Hating Tories and Sussing Nats

Hating Tories and Sussing Nats

By Ian Mitchell


I have written a book which I have called “Hating Tories” as it is about the parliamentary career of Nicola Sturgeon and I am convinced that hatred and negativity are the defining characteristics of her political outlook. The subtitle of the book is “How Nicola Sturgeon Got into Government (1970-2007)”. The title might give the impression that I have a rooted prejudice against Sturgeon and the SNP. I do not. In fact, I voted SNP for thirty years, before I went to Moscow. After twelve years in Russia I returned to Scotland convinced that there were far too many parallels for comfort between the regime in the Kremlin and that in Bute House.

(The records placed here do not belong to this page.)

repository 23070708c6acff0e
//! Shared helpers.

pub mod fs;
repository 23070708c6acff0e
//! Helper functions for user-facing reporting.

use crate::cli::{Args, OutputManager, RuntimeConfig};
use crate::error::PackageError;
use crate::input::write_sample;
use crate::package::BuildReport;
use std::path::Path;

/// Print the result of a successful build
pub(super) fn print_summary(report: &BuildReport, config: &RuntimeConfig) {
    let output = config.output();
    let ctx = &report.context;

    output.success(&format!(
        "Created RSO package {} ({})",
        ctx.name(),
        ctx.install_mix()
    ));
    output.indent(&format!("📦 {}", report.root().display()));
    output.indent(&format!("{} file(s) moved into the package", report.files_moved()));
    output.indent(&format!(
        "{} document(s) written, {} left unchanged",
        report.generated.written(),
        report.generated.skipped()
    ));

    match &report.manifest {
        Ok(path) => output.indent(&format!("🔐 {}", path.display())),
        Err(e) => output.warn(&format!("Manifest was not generated: {e}")),
    }

    if !report.staging_removed {
        output.info("Staging folders kept (--keep-staging)");
    }
}

/// Show recovery suggestions for a fatal error
pub(super) fn print_recovery(error: &PackageError, config: &RuntimeConfig) {
    let suggestions = error.recovery_suggestions();
    if suggestions.is_empty() {
        return;
    }
    let output = config.output();
    output.eprintln("\n💡 Recovery suggestions:");
    for suggestion in suggestions {
        output.eprintln(&format!("  • {}", suggestion));
    }
}

/// Print the one-line usage string
pub(super) fn print_usage(output: &OutputManager) {
    output.eprintln("");
    output.eprintln(&Args::usage());
}

/// Write a sample input file into `dir`, reporting where it went
pub(crate) fn write_sample_input(dir: &Path, output: &OutputManager) {
    match write_sample(dir) {
        Ok(Some(path)) => output.eprintln(&format!("Sample input written to {}", path.display())),
        Ok(None) => log::debug!("Sample input already present in {}", dir.display()),
        Err(e) => output.warn(&format!("Could not write sample input: {e}")),
    }
}
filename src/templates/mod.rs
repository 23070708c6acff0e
//! Generated package documents.
//!
//! Every file is rendered from the [`PackageContext`] by a pure function and
//! then written with [`write_if_empty`], so re-running generation over an
//! existing package never overwrites edited files.
//!
//! | File | Renderer |
//! |------|----------|
//! | `changelog.txt` | [`changelog::render`] |
//! | `readme.md` | [`readme::render_root`] |
//! | `install/readme.md` | [`readme::render_install`] |
//! | `rollback/readme.md` | [`readme::render_rollback`] |
//! | `verify/readme.md` | [`readme::render_verify`] |
//! | `install/install.cmd` | [`scripts::render_install`] |
//! | `rollback/rollback.cmd` | [`scripts::render_rollback`] |
//! | `scripts/touch.cmd` | [`scripts::render_touch`] |

pub mod changelog;
pub mod readme;
pub mod scripts;

use crate::error::Result;
use crate::logging::RunLog;
use crate::package::PackageContext;
use crate::utils::fs::{WriteOutcome, write_if_empty};
use std::path::{Path, PathBuf};

/// Line terminator for a rendered document
#[derive(Debug, Clone, Copy, PartialEq, Eq)]
pub enum LineEnding {
    /// `\n`, used for markdown and text
    Lf,
    /// `\r\n`, used for batch scripts
    CrLf,
}

impl LineEnding {
    fn as_str(self) -> &'static str {
        match self {
            LineEnding::Lf => "\n",
            LineEnding::CrLf => "\r\n",
        }
    }
}

/// Line-oriented text builder shared by the renderers
#[derive(Debug, Default)]
pub(crate) struct Document {
    lines: Vec<String>,
}

impl Document {
    pub(crate) fn new() -> Self {
        Self::default()
    }

    pub(crate) fn line(&mut self, text: impl Into<String>) -> &mut Self {
        self.lines.push(text.into());
        self
    }

    pub(crate) fn blank(&mut self) -> &mut Self {
        self.lines.push(String::new());
        self
    }

    pub(crate) fn bullets<I, S>(&mut self, items: I) -> &mut Self
    where
        I: IntoIterator<Item = S>,
        S: AsRef<str>,
    {
        for item in items {
            self.lines.push(format!("- {}", item.as_ref()));
        }
        self
    }

    pub(crate) fn finish(&self, ending: LineEnding) -> String {
        let sep = ending.as_str();
        let mut out = self.lines.join(sep);
        out.push_str(sep);
        out
    }
}

/// File names of a list of paths, for listings
pub(crate) fn file_names(paths: &[PathBuf]) -> Vec<String> {
    paths
        .iter()
        .map(|p| {
            p.file_name()
                .map(|n| n.to_string_lossy().into_owned())
                .unwrap_or_else(|| p.display().to_string())
        })
        .collect()
}

/// Outcome of generating one document
#[derive(Debug, Clone, PartialEq, Eq)]
pub struct GeneratedFile {
    /// Target path
    pub path: PathBuf,
    /// Whether it was written or left alone
    pub outcome: WriteOutcome,
}

/// Outcomes for every generated document, in generation order
#[derive(Debug, Clone, Default, PartialEq, Eq)]
pub struct GeneratedFiles {
    /// Per-file results
    pub files: Vec<GeneratedFile>,
}

impl GeneratedFiles {
    /// Number of files written this run
    pub fn written(&self) -> usize {
        self.count(WriteOutcome::Written)
    }

    /// Number of files skipped because they already had content
    pub fn skipped(&self) -> usize {
        self.count(WriteOutcome::Skipped)
    }

    fn count(&self, outcome: WriteOutcome) -> usize {
        self.files.iter().filter(|f| f.outcome == outcome).count()
    }
}

/// Render and write every package document
pub fn generate_all(ctx: &PackageContext, log: &RunLog) -> Result<GeneratedFiles> {
    let layout = &ctx.layout;
    let documents = [
        (layout.changelog(), changelog::render(ctx)),
        (layout.touch_script(), scripts::render_touch()),
        (layout.root_readme(), readme::render_root(ctx)),
        (layout.install_readme(), readme::render_install(ctx)),
        (layout.install_script(), scripts::render_install(ctx)),
        (layout.rollback_readme(), readme::render_rollback(ctx)),
        (layout.rollback_script(), scripts::render_rollback(ctx)),
        (layout.verify_readme(), readme::render_verify(ctx)),
    ];

    let mut report = GeneratedFiles::default();
    for (path, contents) in documents {
        let outcome = emit(&path, &contents, log)?;
        report.files.push(GeneratedFile { path, outcome });
    }
    Ok(report)
}

fn emit(path: &Path, contents: &str, log: &RunLog) -> Result<WriteOutcome> {
    let outcome = write_if_empty(path, contents)?;
    match outcome {
        WriteOutcome::Written => log.info(format!("Wrote {}", path.display())),
        WriteOutcome::Skipped => log.info(format!(
            "Skipped {} (already has content)",
            path.display()
        )),
    }
    Ok(outcome)
}

#[cfg(test)]
mod tests {
    use super::*;
    use crate::package::test_support::metadata;
    use crate::package::{PackageLayout, StagedFiles};
    use std::fs;

    #[test]
    fn test_document_line_endings() {
        let mut doc = Document::new();
        doc.line("a").blank().bullets(["b"]);
        assert_eq!(doc.finish(LineEnding::Lf), "a\n\n- b\n");
        assert_eq!(doc.finish(LineEnding::CrLf), "a\r\n\r\n- b\r\n");
    }

    #[test]
    fn test_generate_all_is_idempotent() {
        let dir = tempfile::tempdir().unwrap();
        let files = StagedFiles {
            install_forms: vec![dir.path().join("a.frm")],
            ..Default::default()
        };
        let ctx = crate::package::PackageContext::new(
            metadata("Acme"),
            PackageLayout::new(dir.path(), "Acme"),
            files,
        )
        .unwrap();
        let log = RunLog::disabled();

        let first = generate_all(&ctx, &log).unwrap();
        assert_eq!(first.written(), 8);

        let changelog = ctx.layout.changelog();
        fs::write(&changelog, "edited by hand\n").unwrap();
        let second = generate_all(&ctx, &log).unwrap();
        assert_eq!(second.written(), 0);
        assert_eq!(second.skipped(), 8);
        assert_eq!(fs::read_to_string(changelog).unwrap(), "edited by hand\n");
    }
}
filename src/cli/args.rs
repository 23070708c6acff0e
//! Command line argument parsing and runtime configuration.
//!
//! The tool takes a single input file. Everything else has a default that
//! matches the usual layout: staging folders and output next to the
//! executable, a log file under `logs/`, built-in SHA-256 manifest.

use crate::logging::LOG_DIR_NAME;
use crate::manifest::HashBackend;
use clap::{CommandFactory, Parser};
use std::path::{Path, PathBuf};

/// Assemble an RSO package from the staging folders
#[derive(Parser, Debug, Clone)]
#[command(
    name = "rso_packager",
    version,
    about = "Assemble an RSO deployment package of terminal forms and firmware",
    long_about = "Assemble an RSO deployment package of terminal forms and firmware.

Files are taken from four folders next to the executable (or --work-dir):
  install-forms  install-firmware  rollback-forms  rollback-firmware

Usage:
  rso_packager package.json
  rso_packager --work-dir D:\\staging package.json
  rso_packager --hash-command \"hashdeep -r -j0\" package.json"
)]
pub struct Args {
    /// Package input file (.json)
    #[arg(index = 1, value_name = "INPUT")]
    pub input: PathBuf,

    /// Directory holding the staging folders and receiving the package
    #[arg(long, value_name = "DIR", env = "RSO_WORK_DIR")]
    pub work_dir: Option<PathBuf>,

    /// External command that hashes the package; the package root is appended
    #[arg(long, value_name = "CMD", env = "RSO_HASH_COMMAND")]
    pub hash_command: Option<String>,

    /// Directory for the run log (default: <work-dir>/logs)
    #[arg(long, value_name = "DIR", conflicts_with = "no_log")]
    pub log_dir: Option<PathBuf>,

    /// Do not write a run log file
    #[arg(long)]
    pub no_log: bool,

    /// Leave the staging folders in place after a successful run
    #[arg(long)]
    pub keep_staging: bool,

    /// Only print errors and warnings
    #[arg(short, long)]
    pub quiet: bool,
}

impl Args {
    /// Parse command line arguments without exiting on error
    pub fn try_parse_args() -> Result<Self, clap::Error> {
        Self::try_parse()
    }

    /// One-line usage string
    pub fn usage() -> String {
        Self::command().render_usage().to_string()
    }
}

/// Configuration derived from command line arguments
#[derive(Debug, Clone)]
pub struct RuntimeConfig {
    /// Staging and output directory
    pub work_dir: PathBuf,
    /// Run log directory, `None` when logging to file is disabled
    pub log_dir: Option<PathBuf>,
    /// Manifest hashing backend
    pub hash_backend: HashBackend,
    /// Skip staging folder removal
    pub keep_staging: bool,
    output: super::OutputManager,
}

impl RuntimeConfig {
    /// Resolve configuration, defaulting the work dir to the executable's directory
    pub fn from_args(args: &Args) -> std::io::Result<Self> {
        let work_dir = match &args.work_dir {
            Some(dir) => dir.clone(),
            None => default_work_dir()?,
        };
        Ok(Self::with_work_dir(args, work_dir))
    }

    fn with_work_dir(args: &Args, work_dir: PathBuf) -> Self {
        let log_dir = if args.no_log {
            None
        } else {
            Some(
                args.log_dir
                    .clone()
                    .unwrap_or_else(|| work_dir.join(LOG_DIR_NAME)),
            )
        };

        let hash_backend = match &args.hash_command {
            Some(command) => HashBackend::External(command.clone()),
            None => HashBackend::Builtin,
        };

        Self {
            work_dir,
            log_dir,
            hash_backend,
            keep_staging: args.keep_staging,
            output: super::OutputManager::new(args.quiet),
        }
    }

    /// Get a reference to the output manager
    pub fn output(&self) -> &super::OutputManager {
        &self.output
    }
}

/// Directory containing the running executable
pub fn default_work_dir() -> std::io::Result<PathBuf> {
    let exe = std::env::current_exe()?;
    Ok(exe
        .parent()
        .map(Path::to_path_buf)
        .unwrap_or_else(|| PathBuf::from(".")))
}
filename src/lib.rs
//! # RSO Packager
//!
//! Assembles RSO deployment packages for point-of-sale terminals.
//!
//! Given a JSON input file and four staging folders of forms and firmware,
//! the packager builds a package tree with install and rollback scripts,
//! readme files, a changelog and a content manifest, then removes the
//! staging folders.
//!
//! ## Usage
//!
//! ```bash
//! rso_packager package.json
//! rso_packager --work-dir /srv/staging package.json
//! rso_packager --hash-command "hashdeep -r -j0" package.json
//! ```
//!
//! ## Library
//!
//! ```no_run
//! use rso_packager::{PackageBuilder, RunLog, load_metadata};
//! use std::path::Path;
//!
//! # fn example() -> rso_packager::Result<()> {
//! let log = RunLog::open(Path::new("logs"))?;
//! let metadata = load_metadata(Path::new("package.json"))?;
//! let report = PackageBuilder::new(".").build(metadata, &log)?;
//! println!("Created {}", report.root().display());
//! # Ok(())
//! # }
//! ```

#![deny(unsafe_code)]
#![warn(missing_docs)]
#![warn(rust_2018_idioms)]

pub mod cli;
pub mod error;
pub mod input;
pub mod logging;
pub mod manifest;
pub mod package;
pub mod templates;
pub mod utils;

// Re-export main types for public API
pub use error::{InputError, ManifestError, PackageError, Result};
pub use input::{PackageInput, PackageMetadata, load_metadata};
pub use logging::RunLog;
pub use manifest::{HashBackend, ManifestHasher};
pub use package::{BuildReport, ContentMix, PackageBuilder, PackageContext, PackageLayout};
//! Package content manifest.
//!
//! The manifest lists a hash for every file under the package root and is
//! written to `<PackageName>.manifest.json`. Hashing goes through the
//! [`ManifestHasher`] seam:
//!
//! - [`BuiltinHasher`] walks the tree and hashes each file with SHA-256.
//! - [`ExternalHasher`] runs a user-supplied command with the package root as
//!   its last argument and stores its stdout verbatim.
//!
//! Manifest failures are never fatal to a run; callers report them as
//! warnings and leave the rest of the package untouched.

mod builtin;
mod external;

pub use builtin::{BuiltinHasher, FileHash, ManifestDocument};
pub use external::ExternalHasher;

use crate::error::ManifestError;
use crate::logging::RunLog;
use crate::package::PackageLayout;
use std::path::{Path, PathBuf};

/// Result type for manifest operations
pub type Result<T> = std::result::Result<T, ManifestError>;

/// Produces manifest text for a package tree
pub trait ManifestHasher {
    /// Short description for logs
    fn describe(&self) -> String;

    /// Hash every file under `root` except `exclude`, returning the manifest body
    fn hash_tree(&self, root: &Path, exclude: &Path) -> Result<String>;
}

/// Hasher selection made on the command line
#[derive(Debug, Clone, PartialEq, Eq, Default)]
pub enum HashBackend {
    /// In-process SHA-256
    #[default]
    Builtin,
    /// External command line, split on whitespace
    External(String),
}

impl HashBackend {
    /// Build the hasher for this backend
    pub fn hasher(&self) -> Result<Box<dyn ManifestHasher>> {
        match self {
            HashBackend::Builtin => Ok(Box::new(BuiltinHasher)),
            HashBackend::External(command) => Ok(Box::new(ExternalHasher::from_command_line(command)?)),
        }
    }
}

/// Hash the package and write `<PackageName>.manifest.json`.
///
/// Nothing is written when hashing fails, so a failure leaves the package as it was.
pub fn write_manifest(
    hasher: &dyn ManifestHasher,
    layout: &PackageLayout,
    log: &RunLog,
) -> Result<PathBuf> {
    let manifest_path = layout.manifest();
    log.info(format!(
        "Hashing {} with {}",
        layout.root.display(),
        hasher.describe()
    ));

    let body = hasher.hash_tree(&layout.root, &manifest_path)?;
    std::fs::write(&manifest_path, body).map_err(|error| ManifestError::Fs {
        context: "writing manifest",
        path: manifest_path.clone(),
        error,
    })?;

    log.info(format!("Wrote manifest {}", manifest_path.display()));
    Ok(manifest_path)
}

#[cfg(test)]
mod tests {
    use super::*;
    use std::fs;

    struct FailingHasher;

    impl ManifestHasher for FailingHasher {
        fn describe(&self) -> String {
            "failing".to_string()
        }

        fn hash_tree(&self, _root: &Path, _exclude: &Path) -> Result<String> {
            Err(ManifestError::EmptyCommand)
        }
    }

    #[test]
    fn test_failed_hash_writes_nothing() {
        let dir = tempfile::tempdir().unwrap();
        let layout = PackageLayout::new(dir.path(), "Acme");
        fs::create_dir_all(&layout.root).unwrap();
        fs::write(layout.root_readme(), "# Acme\n").unwrap();

        let result = write_manifest(&FailingHasher, &layout, &RunLog::disabled());
        assert!(result.is_err());
        assert!(!layout.manifest().exists());
        assert_eq!(fs::read_to_string(layout.root_readme()).unwrap(), "# Acme\n");
    }

    #[test]
    fn test_builtin_backend_writes_manifest() {
        let dir = tempfile::tempdir().unwrap();
        let layout = PackageLayout::new(dir.path(), "Acme");
        fs::create_dir_all(&layout.root).unwrap();
        fs::write(layout.changelog(), "RSO Package: Acme\n").unwrap();

        let hasher = HashBackend::Builtin.hasher().unwrap();
        let path = write_manifest(hasher.as_ref(), &layout, &RunLog::disabled()).unwrap();
        let doc: ManifestDocument = serde_json::from_str(&fs::read_to_string(path).unwrap()).unwrap();
        assert_eq!(doc.files.len(), 1);
        assert_eq!(doc.files[0].path, "changelog.txt");
    }

    #[test]
    fn test_empty_external_command_rejected() {
        assert!(matches!(
            HashBackend::External("   ".to_string()).hasher(),
            Err(ManifestError::EmptyCommand)
        ));
    }
}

But who am I to say such things? I am merely a citizen who happens to be Scottish but who, like any other citizen, has also has had certain experiences (including spending many years as a youth in apartheid South Africa) which have shaped my views about life in general, and more recently about Nicola Sturgeon in particular. They will doubtless not find favour with the First Minister herself, but that is why I have written my book. If I have one fundamental belief that all my experiences as a citizen have convinced me of, it is that the only hope for civilisation is the spread of the rule of law.

The rule of law is a much-used expression which is also much misunderstood. I have written about it at length in my previous book: The Justice Factory: Can the Rule of Law Survive in 20th Century Scotland? It is a complex (and fascinating subject) but at its simplest, it is about a society in which those who make the rules are chosen by those who have to obey them. That involves an element of reciprocity in the relationship between the rulers and the ruled, which means information flows up to our masters as well as down from them to us peasants.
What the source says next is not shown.